The FOLA parents’ organisation is shocked by the findings.

“I think it is absolutely crazy. It simply cannot be that a child goes to school sick and plays with lots of other children. Then we are faced with the fact that they will infect the whole institution,” said FOLA chair Signe Nielsen.

Pill pushers
At the Børnehuset daycare institution in Silkeborg a meeting was called where parents were implored not to bring their sick children to school.

At Børnehuset there are fears that parents prefer to pack their kids off with a pill without informing teachers.

“We occasionally have children who that they have had a pill for breakfast,” said headteacher Susanne Bødker. “You might think that it is a Panodil more than a vitamin pill, if it is a child who has just been sick, for example.”

Parents sick and tired
Parents, when confronted, often cite pressure at work as a reason for not being able to stay at home with their children.

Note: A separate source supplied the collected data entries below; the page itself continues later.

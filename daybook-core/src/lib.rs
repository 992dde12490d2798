//! Core types and sync engine for the daybook ecosystem.
//!
//! This crate provides the local-first record model and the
//! reconciliation engine that keeps it converged with external calendar
//! providers:
//! - `record` — syncable event/task records and their status lifecycle
//! - `store` — the record store contract plus in-memory and JSON-file stores
//! - `provider` — the provider adapter capability set and concrete adapters
//! - `engine` — pull/push reconciliation passes with last-writer-wins conflicts
//! - `delete` — the deletion coordination contract
//! - `notify` — the process-wide "data changed" signal

pub mod delete;
pub mod engine;
pub mod error;
pub mod link;
pub mod notify;
pub mod provider;
pub mod record;
pub mod store;

pub use delete::{DeletionCoordinator, NoopGate, NotificationGate};
pub use engine::{ApplyCounts, CancelFlag, EngineState, LinkOutcome, PassSummary, SyncEngine};
pub use error::{ProviderError, StateError, StoreError, SyncError, SyncResult};
pub use link::{LinkRegistry, ProviderLink};
pub use notify::ChangeNotifier;
pub use provider::{adapter_for, BinaryAdapter, FeedAdapter, ProviderAdapter, RemoteChange};
pub use record::{
    ExternalKey, ItemKind, Priority, RecordContent, Source, SyncStatus, SyncableRecord,
};
pub use store::{JsonStore, MemoryStore, RecordFilter, RecordStore};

Many declare that they simply cannot take another day off, as they are afraid of being fired.

Allan Randrup Thomsen, a professor of virology at KU, has heavily criticised the parents’ actions, describing the current situation as a “vicious circle”.

“It promotes the spread of viruses, and it adds momentum to a cycle where parents are pressured by high levels of sick-leave. If they then choose to send the children to daycare while they are still recovering, they keep the epidemic going in daycares, and this in turn puts a greater burden on the parents.”